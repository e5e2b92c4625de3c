// AppInventory - tests/e2e_pipeline.rs
//
// End-to-end tests for the report-to-spreadsheet pipeline.
//
// These tests exercise the real filesystem, real chrono date arithmetic
// and the real CSV / JSON / XLSX writers. No mocks, no stubs: each test
// goes from a text report on disk to an output file on disk.

use appinventory::app::pipeline::{run, PipelineOptions};
use appinventory::core::model::ExportFormat;
use appinventory::util::error::{AppInventoryError, InputError};
use calamine::{open_workbook, Data, Reader, Xlsx};
use chrono::NaiveDate;
use std::fs;
use std::path::{Path, PathBuf};

// =============================================================================
// Helpers
// =============================================================================

/// Absolute path to the on-disk fixture files.
fn fixture(name: &str) -> PathBuf {
    PathBuf::from(env!("CARGO_MANIFEST_DIR"))
        .join("tests")
        .join("fixtures")
        .join(name)
}

/// Fixed reference date so usage buckets are deterministic.
fn today() -> NaiveDate {
    NaiveDate::from_ymd_opt(2024, 1, 15).unwrap()
}

/// Read a CSV export back as rows of owned strings (header included).
fn read_csv(path: &Path) -> Vec<Vec<String>> {
    let mut reader = csv::ReaderBuilder::new()
        .has_headers(false)
        .from_path(path)
        .unwrap();
    reader
        .records()
        .map(|r| r.unwrap().iter().map(str::to_string).collect())
        .collect()
}

fn row(fields: &[&str]) -> Vec<String> {
    fields.iter().map(|f| f.to_string()).collect()
}

// =============================================================================
// Fixture report
// =============================================================================

/// The fixture contains eight blocks: the "Applications:" section header,
/// five installed apps and two outside Applications directories.
#[test]
fn e2e_fixture_to_csv_filters_sorts_and_classifies() {
    let dir = tempfile::tempdir().unwrap();
    let output = dir.path().join("inventory.csv");
    let options = PipelineOptions::new(fixture("installed_applications.txt"), &output, today());

    let report = run(&options).unwrap();

    assert_eq!(report.format, ExportFormat::Csv);
    assert_eq!(report.records_written, 5);
    assert_eq!(report.blocks_seen, 8);
    assert_eq!(report.blocks_discarded, 3);
    assert_eq!(report.warnings, 0);

    let rows = read_csv(&output);
    assert_eq!(
        rows,
        vec![
            row(&["ID", "Name", "Version", "Vendor", "Used", "License Type", "OS"]),
            row(&["1", "BBEdit", "15.0", "", "Frequently", "Paid", "macOS"]),
            row(&[
                "2",
                "iTerm",
                "3.4.23",
                "Alice Smith (Q1W2E3R4T5)",
                "Frequently",
                "Freeware",
                "macOS",
            ]),
            row(&[
                "3",
                "Slack",
                "4.36.140",
                "Slack Technologies, Inc. (BQR82RBBHL)",
                "Frequently",
                "",
                "macOS",
            ]),
            row(&[
                "4",
                "VLC",
                "3.0.20",
                "VideoLAN (75GAHG3SZQ)",
                "Rarely",
                "Open Source",
                "macOS",
            ]),
            row(&[
                "5",
                "Xcode",
                "15.2",
                "Apple Mac OS Application Signing, Apple Worldwide Developer Relations \
                 Certification Authority, Apple Root CA",
                "Occasionally",
                "",
                "macOS",
            ]),
        ]
    );
}

#[test]
fn e2e_fixture_to_xlsx() {
    let dir = tempfile::tempdir().unwrap();
    let output = dir.path().join("Installed_Applications.xlsx");
    let options = PipelineOptions::new(fixture("installed_applications.txt"), &output, today());

    let report = run(&options).unwrap();

    assert_eq!(report.format, ExportFormat::Xlsx);
    assert_eq!(report.records_written, 5);
    let bytes = fs::read(&output).unwrap();
    assert!(bytes.starts_with(b"PK"), "xlsx output should be a zip archive");

    let mut workbook: Xlsx<_> = open_workbook(&output).unwrap();
    assert_eq!(workbook.sheet_names(), vec!["Applications".to_string()]);

    let range = workbook.worksheet_range("Applications").unwrap();
    let rows: Vec<&[Data]> = range.rows().collect();
    assert_eq!(rows.len(), 6);

    let header: Vec<String> = rows[0].iter().map(|c| c.to_string()).collect();
    assert_eq!(
        header,
        ["ID", "Name", "Version", "Vendor", "Used", "License Type", "OS"]
    );

    let ids: Vec<Data> = rows[1..].iter().map(|r| r[0].clone()).collect();
    assert_eq!(
        ids,
        vec![
            Data::Float(1.0),
            Data::Float(2.0),
            Data::Float(3.0),
            Data::Float(4.0),
            Data::Float(5.0),
        ]
    );
    for data_row in &rows[1..] {
        assert_eq!(data_row[6], Data::String("macOS".to_string()));
    }

    // iTerm: every column populated.
    let iterm: Vec<String> = rows[2].iter().map(|c| c.to_string()).collect();
    assert_eq!(
        iterm,
        [
            "2",
            "iTerm",
            "3.4.23",
            "Alice Smith (Q1W2E3R4T5)",
            "Frequently",
            "Freeware",
            "macOS"
        ]
    );

    // BBEdit has no Signed by: line; Slack's license matched no keyword.
    assert_eq!(rows[1][1], Data::String("BBEdit".to_string()));
    assert_eq!(rows[1][3], Data::Empty);
    assert_eq!(rows[3][1], Data::String("Slack".to_string()));
    assert_eq!(rows[3][5], Data::Empty);
}

#[test]
fn e2e_fixture_to_json_omits_location() {
    let dir = tempfile::tempdir().unwrap();
    let output = dir.path().join("inventory.json");
    let options = PipelineOptions::new(fixture("installed_applications.txt"), &output, today());

    run(&options).unwrap();

    let value: serde_json::Value =
        serde_json::from_str(&fs::read_to_string(&output).unwrap()).unwrap();
    let rows = value.as_array().unwrap();
    assert_eq!(rows.len(), 5);
    assert_eq!(rows[0]["Name"], "BBEdit");
    assert_eq!(rows[0]["Vendor"], serde_json::Value::Null);
    assert!(rows.iter().all(|r| r.get("location").is_none()));
}

// =============================================================================
// Two-block round trip
// =============================================================================

#[test]
fn e2e_two_block_report_keeps_only_installed_app() {
    let dir = tempfile::tempdir().unwrap();
    let input = dir.path().join("report.txt");
    let output = dir.path().join("out.csv");
    fs::write(
        &input,
        "AppOne:\n\
         Version: 2.0\n\
         Signed by: Developer ID Application: Jane Doe (ABCDE12345)\n\
         Last Modified: 1/1/24, 10:00\n\
         Obtained from: Free download\n\
         Location: /Applications/AppOne.app\n\
         \n\
         AppTwo:\n\
         Version: 1.0\n\
         Location: /Users/bob/Library/AppTwo.app\n",
    )
    .unwrap();

    let report = run(&PipelineOptions::new(&input, &output, today())).unwrap();
    assert_eq!(report.records_written, 1);

    let rows = read_csv(&output);
    assert_eq!(
        rows[1],
        row(&[
            "1",
            "AppOne",
            "2.0",
            "Jane Doe (ABCDE12345)",
            "Frequently",
            "Freeware",
            "macOS",
        ])
    );
    assert_eq!(rows.len(), 2);
}

#[test]
fn e2e_usage_depends_on_reference_date() {
    let dir = tempfile::tempdir().unwrap();
    let input = dir.path().join("report.txt");
    fs::write(
        &input,
        "AppOne:\nLast Modified: 1/1/24, 10:00\nLocation: /Applications/AppOne.app\n",
    )
    .unwrap();

    let used_on = |date: NaiveDate| {
        let output = dir.path().join(format!("{date}.csv"));
        run(&PipelineOptions::new(&input, &output, date)).unwrap();
        read_csv(&output)[1][4].clone()
    };

    assert_eq!(used_on(NaiveDate::from_ymd_opt(2024, 3, 1).unwrap()), "Frequently");
    assert_eq!(used_on(NaiveDate::from_ymd_opt(2024, 4, 30).unwrap()), "Occasionally");
    assert_eq!(used_on(NaiveDate::from_ymd_opt(2024, 5, 1).unwrap()), "Rarely");
}

// =============================================================================
// Failure modes
// =============================================================================

#[test]
fn e2e_missing_input_creates_no_output() {
    let dir = tempfile::tempdir().unwrap();
    let output = dir.path().join("out.xlsx");
    let options = PipelineOptions::new(dir.path().join("absent.txt"), &output, today());

    let err = run(&options).unwrap_err();

    assert!(matches!(
        err,
        AppInventoryError::Input(InputError::NotFound { .. })
    ));
    assert!(!output.exists());
}

#[test]
fn e2e_empty_input_leaves_existing_output_untouched() {
    let dir = tempfile::tempdir().unwrap();
    let input = dir.path().join("empty.txt");
    let output = dir.path().join("out.csv");
    fs::write(&input, "").unwrap();
    fs::write(&output, "previous run").unwrap();

    let err = run(&PipelineOptions::new(&input, &output, today())).unwrap_err();

    assert!(matches!(
        err,
        AppInventoryError::Input(InputError::Empty { .. })
    ));
    assert_eq!(fs::read_to_string(&output).unwrap(), "previous run");
}

#[test]
fn e2e_unwritable_output_is_an_export_error() {
    let dir = tempfile::tempdir().unwrap();
    let output = dir.path().join("no-such-dir").join("out.csv");
    let options = PipelineOptions::new(fixture("installed_applications.txt"), &output, today());

    let err = run(&options).unwrap_err();

    assert!(matches!(err, AppInventoryError::Export(_)));
}

#[test]
fn e2e_malformed_order_is_reported_not_fatal() {
    let dir = tempfile::tempdir().unwrap();
    let input = dir.path().join("report.txt");
    let output = dir.path().join("out.csv");
    fs::write(
        &input,
        "Location: /Applications/Ghost.app\nReal:\nLocation: /Applications/Real.app\n",
    )
    .unwrap();

    let report = run(&PipelineOptions::new(&input, &output, today())).unwrap();

    assert_eq!(report.records_written, 1);
    assert_eq!(report.warnings, 1);
    assert_eq!(read_csv(&output)[1][1], "Real");
}
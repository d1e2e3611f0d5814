mod cli;
mod error;
mod input;
mod output;

use std::{
    io::{self, BufRead},
    process,
};

use clap::Parser;
use tracing::{Level, debug, error, warn};
use tracing_subscriber::{filter::EnvFilter, fmt, prelude::*};

use crate::{
    cli::{Args, InputFormat, OutputFormat},
    error::{AppError, Result},
    input::decode_cue,
    output::format_section,
};

fn main() {
    let args = Args::parse();
    init_logging(args.verbose, args.quiet);

    if let Err(e) = run(args) {
        error!("Application error: {}", e);
        eprintln!("Error: {e}");
        process::exit(1);
    }
}

fn run(args: Args) -> Result<()> {
    if let Some(path) = &args.file {
        debug!("Reading section from {}", path.display());
        let data = std::fs::read(path)?;
        return print_section(&data, args.output);
    }

    let cues = if args.cues.is_empty() {
        debug!("Reading cues from stdin");
        read_stdin_cues()?
    } else {
        args.cues
    };

    let failed = process_cues(&cues, args.input_format, args.output);
    if failed > 0 {
        return Err(AppError::InvalidInput(format!(
            "{failed} of {} cues failed to decode",
            cues.len()
        )));
    }
    Ok(())
}

/// Decode every cue, logging failures. Returns the number that failed.
fn process_cues(cues: &[String], input_format: InputFormat, output: OutputFormat) -> usize {
    let mut failed = 0;
    for cue in cues {
        if let Err(e) = process_cue(cue, input_format, output) {
            error!("Failed to decode cue {:?}: {}", cue, e);
            failed += 1;
        }
    }
    failed
}

fn read_stdin_cues() -> Result<Vec<String>> {
    let mut cues = Vec::new();
    for line in io::stdin().lock().lines() {
        let line = line?;
        if !line.trim().is_empty() {
            cues.push(line);
        }
    }
    Ok(cues)
}

fn process_cue(cue: &str, input_format: InputFormat, output: OutputFormat) -> Result<()> {
    let data = decode_cue(cue, input_format)?;
    print_section(&data, output)
}

fn print_section(data: &[u8], output: OutputFormat) -> Result<()> {
    let section = scte35::decode(data)?;
    if section.table_id != scte35::SCTE35_TABLE_ID {
        warn!(
            "Unexpected table_id 0x{:02X}, expected 0x{:02X}",
            section.table_id,
            scte35::SCTE35_TABLE_ID
        );
    }
    println!("{}", format_section(&section, output)?);
    Ok(())
}

fn init_logging(verbose: bool, quiet: bool) {
    let filter = if quiet {
        EnvFilter::new("error")
    } else if verbose {
        EnvFilter::new("debug")
    } else {
        EnvFilter::from_default_env().add_directive(Level::INFO.into())
    };

    tracing_subscriber::registry()
        .with(filter)
        .with(
            fmt::layer()
                .with_writer(io::stderr)
                .with_target(false)
                .with_level(verbose),
        )
        .init();
}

************

__Instructions for the task__. Lines containing the word "AppOne" must be found in the data above and copied.

__The completed task__.
        "AppOne:\n\
         Location: /Applications/AppOne.app\n\
            "AppOne",
        "AppOne:\nLast Modified: 1/1/24, 10:00\nLocation: /Applications/AppOne.app\n",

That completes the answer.